By Dr. Milos Milenkovic
In Europe, shifting freight away from road and towards rail transportation is seen as a way to reduce the carbon footprint of logistics operations and ease chronic traffic congestion problems.
Using rail as a component of intermodal transportation is especially promising as a carbon-reduction mechanism – but the mode has a reputation for being less attractive than road. The Smart-Rail project (Smart Supply Chain Oriented Rail Freight Services) is addressing the problem by improving information flows and promoting cooperation between intermodal stakeholders, and developing a more holistic approach to evaluating intermodal.
The project is partly funded by the European Union’s Horizon 2020 research program. The Zaragoza Logistics Center, Zaragoza, Spain, is a lead organization in a work package that is exploring innovative ways to achieve more cooperation among rail and non-rail supply chain actors.
Promoting growth in rail transportation – and hence intermodal moves that include rail – is hampered by negative perceptions of the mode.
Shippers often perceive rail as inflexible and unreliable; opinions that are reinforced by the fragmented nature of rail systems in Europe. These systems range from small, independent operators to large-scale, state-owned networks, with different business and operating models. The involvement of many public and private stakeholders such as infrastructure managers, rail operators, terminal operators and freight forwarders, compounds this complexity. A tendency for relationships between carriers and shippers to be adversarial exacerbates rail’s poor reputation.
Resistance to change within the rail industry also makes shippers less supportive of the mode. This is particularly true for large networks owned and/or operated by state entities, that are generally less flexible and opportunistic than smaller commercial operators.
In addition, the way intermodal transportation is evaluated by commercial users is often flawed. Intermodal transportation integrates different modes of transportation to provide the optimal logistics solution. Arriving at the best solution requires stakeholders to assess the efficiency and cost-effectiveness of the entire freight move. However, it can be challenging to develop such a systematic view, owing to a lack of communication between participant parties. In too many cases, shippers and logistics service providers (LSPs) base their decisions on a partial view of intermodal when choosing a transportation option for their freight.
The Smart Rail project is tackling these issues on several fronts.
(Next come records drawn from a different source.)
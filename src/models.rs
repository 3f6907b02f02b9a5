//! Data models for the Pomotask application.

use std::fmt;

use chrono::{DateTime, NaiveDate, Utc};
use serde::{Deserialize, Serialize};
use uuid::Uuid;

/// Identifier of a task in the tracker.
pub type TaskId = Uuid;

/// Identifier of a session log record.
pub type SessionId = Uuid;

/// Allowed range for every configured duration, in minutes.
pub const DURATION_MINS_RANGE: (u32, u32) = (1, 60);

/// Allowed range for the number of pomodoros before a long break.
pub const LONG_BREAK_INTERVAL_RANGE: (u32, u32) = (2, 10);

/// Which kind of interval the timer is counting.
#[derive(Debug, Clone, Copy, PartialEq, Eq, Hash, Default, Serialize, Deserialize)]
#[serde(rename_all = "camelCase")]
pub enum TimerMode {
    #[default]
    Work,
    ShortBreak,
    LongBreak,
}

impl TimerMode {
    pub fn label(self) -> &'static str {
        match self {
            Self::Work => "Focus",
            Self::ShortBreak => "Short break",
            Self::LongBreak => "Long break",
        }
    }
}

impl fmt::Display for TimerMode {
    fn fmt(&self, f: &mut fmt::Formatter<'_>) -> fmt::Result {
        f.write_str(self.label())
    }
}

/// Run status of the timer, orthogonal to [`TimerMode`].
#[derive(Debug, Clone, Copy, PartialEq, Eq, Default, Serialize, Deserialize)]
#[serde(rename_all = "camelCase")]
pub enum TimerStatus {
    #[default]
    Idle,
    Running,
    Paused,
}

/// Durations and cadence of the pomodoro cycle.
#[derive(Debug, Clone, Serialize, Deserialize, PartialEq)]
#[serde(rename_all = "camelCase", default)]
pub struct TimerConfiguration {
    /// Duration of a work session in minutes.
    pub work_duration: u32,
    /// Duration of a short break in minutes.
    pub short_break_duration: u32,
    /// Duration of a long break in minutes.
    pub long_break_duration: u32,
    /// Number of pomodoros before a long break.
    pub long_break_interval: u32,
    /// Start breaks without waiting for the user.
    pub auto_start_breaks: bool,
    /// Start work sessions without waiting for the user.
    pub auto_start_work: bool,
}

impl Default for TimerConfiguration {
    fn default() -> Self {
        Self {
            work_duration: 25,
            short_break_duration: 5,
            long_break_duration: 15,
            long_break_interval: 4,
            auto_start_breaks: false,
            auto_start_work: false,
        }
    }
}

impl TimerConfiguration {
    /// Returns a copy with every numeric field pulled into its allowed range.
    pub fn clamped(&self) -> Self {
        let (min_mins, max_mins) = DURATION_MINS_RANGE;
        let (min_interval, max_interval) = LONG_BREAK_INTERVAL_RANGE;
        Self {
            work_duration: self.work_duration.clamp(min_mins, max_mins),
            short_break_duration: self.short_break_duration.clamp(min_mins, max_mins),
            long_break_duration: self.long_break_duration.clamp(min_mins, max_mins),
            long_break_interval: self.long_break_interval.clamp(min_interval, max_interval),
            ..self.clone()
        }
    }

    fn minutes_for(&self, mode: TimerMode) -> u32 {
        match mode {
            TimerMode::Work => self.work_duration,
            TimerMode::ShortBreak => self.short_break_duration,
            TimerMode::LongBreak => self.long_break_duration,
        }
    }
}

/// Canonical length of an interval of `mode`, in seconds.
pub fn resolve_duration(mode: TimerMode, config: &TimerConfiguration) -> u32 {
    config.minutes_for(mode) * 60
}

/// Flags handed to the notifier on every completion.
#[derive(Debug, Clone, Copy, Serialize, Deserialize, PartialEq, Eq)]
#[serde(rename_all = "camelCase", default)]
pub struct NotificationSettings {
    pub enabled: bool,
    pub sound: bool,
    pub vibration: bool,
}

impl Default for NotificationSettings {
    fn default() -> Self {
        Self {
            enabled: true,
            sound: true,
            vibration: false,
        }
    }
}

#[derive(Debug, Clone, Copy, Default, Serialize, Deserialize, PartialEq, Eq)]
#[serde(rename_all = "camelCase")]
pub enum Theme {
    Light,
    Dark,
    #[default]
    System,
}

/// Everything the user can configure. Persisted under the `settings` key.
#[derive(Debug, Clone, Default, Serialize, Deserialize, PartialEq)]
#[serde(rename_all = "camelCase", default)]
pub struct AppSettings {
    #[serde(flatten)]
    pub timer: TimerConfiguration,
    pub notifications: NotificationSettings,
    pub theme: Theme,
    /// Complete the assigned task once its estimate is reached.
    pub auto_complete_tasks: bool,
}

/// Partial settings update. `None` fields keep their current value.
#[derive(Debug, Clone, Default, PartialEq)]
pub struct SettingsPatch {
    pub work_duration: Option<u32>,
    pub short_break_duration: Option<u32>,
    pub long_break_duration: Option<u32>,
    pub long_break_interval: Option<u32>,
    pub auto_start_breaks: Option<bool>,
    pub auto_start_work: Option<bool>,
    pub notifications_enabled: Option<bool>,
    pub notification_sound: Option<bool>,
    pub notification_vibration: Option<bool>,
    pub theme: Option<Theme>,
    pub auto_complete_tasks: Option<bool>,
}

impl SettingsPatch {
    /// Merges the patch into `settings` and clamps the result.
    pub fn apply(&self, settings: &mut AppSettings) {
        let timer = &mut settings.timer;
        if let Some(v) = self.work_duration {
            timer.work_duration = v;
        }
        if let Some(v) = self.short_break_duration {
            timer.short_break_duration = v;
        }
        if let Some(v) = self.long_break_duration {
            timer.long_break_duration = v;
        }
        if let Some(v) = self.long_break_interval {
            timer.long_break_interval = v;
        }
        if let Some(v) = self.auto_start_breaks {
            timer.auto_start_breaks = v;
        }
        if let Some(v) = self.auto_start_work {
            timer.auto_start_work = v;
        }
        *timer = timer.clamped();

        let notifications = &mut settings.notifications;
        if let Some(v) = self.notifications_enabled {
            notifications.enabled = v;
        }
        if let Some(v) = self.notification_sound {
            notifications.sound = v;
        }
        if let Some(v) = self.notification_vibration {
            notifications.vibration = v;
        }
        if let Some(v) = self.theme {
            settings.theme = v;
        }
        if let Some(v) = self.auto_complete_tasks {
            settings.auto_complete_tasks = v;
        }
    }

    /// True when the patch touches a field that changes interval lengths.
    pub fn affects_durations(&self) -> bool {
        self.work_duration.is_some()
            || self.short_break_duration.is_some()
            || self.long_break_duration.is_some()
    }
}

#[derive(Debug, Clone, Copy, Default, Serialize, Deserialize, PartialEq, Eq)]
#[serde(rename_all = "camelCase")]
pub enum TaskStatus {
    #[default]
    Pending,
    InProgress,
    Completed,
}

/// A unit of work the user plans to spend pomodoros on.
#[derive(Debug, Clone, Serialize, Deserialize, PartialEq)]
#[serde(rename_all = "camelCase")]
pub struct Task {
    pub id: TaskId,
    pub title: String,
    #[serde(default)]
    pub description: String,
    pub estimated_pomodoros: u32,
    pub completed_pomodoros: u32,
    pub status: TaskStatus,
    pub created_at: DateTime<Utc>,
    pub completed_at: Option<DateTime<Utc>>,
    pub order: usize,
}

impl Task {
    pub fn is_completed(&self) -> bool {
        self.status == TaskStatus::Completed
    }
}

/// User-supplied fields for a new task.
#[derive(Debug, Clone, PartialEq)]
pub struct NewTask {
    pub title: String,
    pub description: String,
    pub estimated_pomodoros: u32,
}

impl NewTask {
    pub fn new(title: impl Into<String>, estimated_pomodoros: u32) -> Self {
        Self {
            title: title.into(),
            description: String::new(),
            estimated_pomodoros,
        }
    }
}

/// Partial task edit. `None` fields keep their current value.
#[derive(Debug, Clone, Default, PartialEq)]
pub struct TaskPatch {
    pub title: Option<String>,
    pub description: Option<String>,
    pub estimated_pomodoros: Option<u32>,
}

/// One completed or abandoned timer interval.
#[derive(Debug, Clone, Serialize, Deserialize, PartialEq)]
#[serde(rename_all = "camelCase")]
pub struct TimerSession {
    pub id: SessionId,
    pub mode: TimerMode,
    pub task_id: Option<TaskId>,
    pub started_at: DateTime<Utc>,
    pub completed_at: Option<DateTime<Utc>>,
    pub duration_seconds: u32,
    pub was_completed: bool,
}

/// Fields of a session before the log assigns it an id.
#[derive(Debug, Clone, PartialEq)]
pub struct SessionRecord {
    pub mode: TimerMode,
    pub task_id: Option<TaskId>,
    pub started_at: DateTime<Utc>,
    pub completed_at: Option<DateTime<Utc>>,
    pub duration_seconds: u32,
    pub was_completed: bool,
}

/// Per-day work totals, derived from the session log on demand.
#[derive(Debug, Clone, Serialize, Deserialize, PartialEq)]
#[serde(rename_all = "camelCase")]
pub struct DailyStat {
    pub date: NaiveDate,
    pub completed_pomodoros: u32,
    pub total_work_minutes: u32,
    pub tasks_completed: u32,
}

impl DailyStat {
    pub fn new(date: NaiveDate) -> Self {
        Self {
            date,
            completed_pomodoros: 0,
            total_work_minutes: 0,
            tasks_completed: 0,
        }
    }
}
The project’s overall objectives are fourfold:
- To promote a mindset within the rail sector that is oriented towards the customer and the supply chain.
- To create working business models that provide a platform for more cooperation between stakeholders.
- To develop both a methodology and an architecture for the exchange of data and information that help stakeholders to optimize their transportation choices. This work will make use of existing initiatives as far as possible.
- To establish three continuous improvement strategies in different markets and implement the associated tools, methodologies and concepts. Fulfilling this goal will involve the development of dedicated business models, information systems and rail services.
Improving the sharing of data and information is essential if these goals are to be met. Stakeholders that collaborate more closely are better informed about the pros and cons of intermodal, and better able to review this type of transportation systematically rather than in a piecemeal fashion.
A powerful way to foster such collaboration is to use the services of an orchestrator to facilitate inter-party communications. Such a role requires an objective enterprise with an intimate knowledge of rail and intermodal transportation, has an end-to-end supply chain view, and can promote the use of intermodal solutions through education. Fourth-party logistics service providers (4PLs) can fit this profile.
In the Smart-Rail project the role is fulfilled by Seacon Logistics, a European 4PL that operates a logistics control tower. The control tower functionality greatly enhances Seacon’s ability to function as an orchestrator, and to encourage vertical integration in the intermodal supply chain.
The orchestrator concept is the focus of LL2 – Control Tower, the living lab that is exploring the use of control towers in long distance rail freight transportation. The concept’s successful implementation also will benefit the other two living labs, which are looking at wagonload rail services (door-to-door delivery using specialized rail wagons), and how to maintain a reliable service when disruptions occur.
The latter living lab is researching transportation services in the Rhine-Alpine freight corridor, with an initial focus on freight movements between Rotterdam in the Netherlands and the Ruhr region in Germany. Three pilots are analysing service performance, the concept of using a hub in Rotterdam to for the exchange of freight containers, and short-term slot allocation in Germany. Reliability and flexibility are measured in terms of how data is exchanged, analysed and used.
There also are plans for a more in-depth analysis of key performance indicators (KPIs) in relation to the reliability and flexibility of rail transportation. The analysis will look at KPIs such as lead time and cost.
Pointing the way
The Smart-Rail project is scheduled for completion in April 2018.
One of the key deliverables is a model for governance and cooperation that connects rail operators, terminal operators, shippers and LSPs via an orchestrator 4PL empowered by an information sharing platform.
The project also will deliver a set of reports that provides guidelines for government agencies and other stakeholders on developing a framework for building collaborative relationships in intermodal logistics operations.
It is hoped that such a framework will provide a platform for the growth of intermodal freight transportation Europe – and more carbon-efficient supply chains.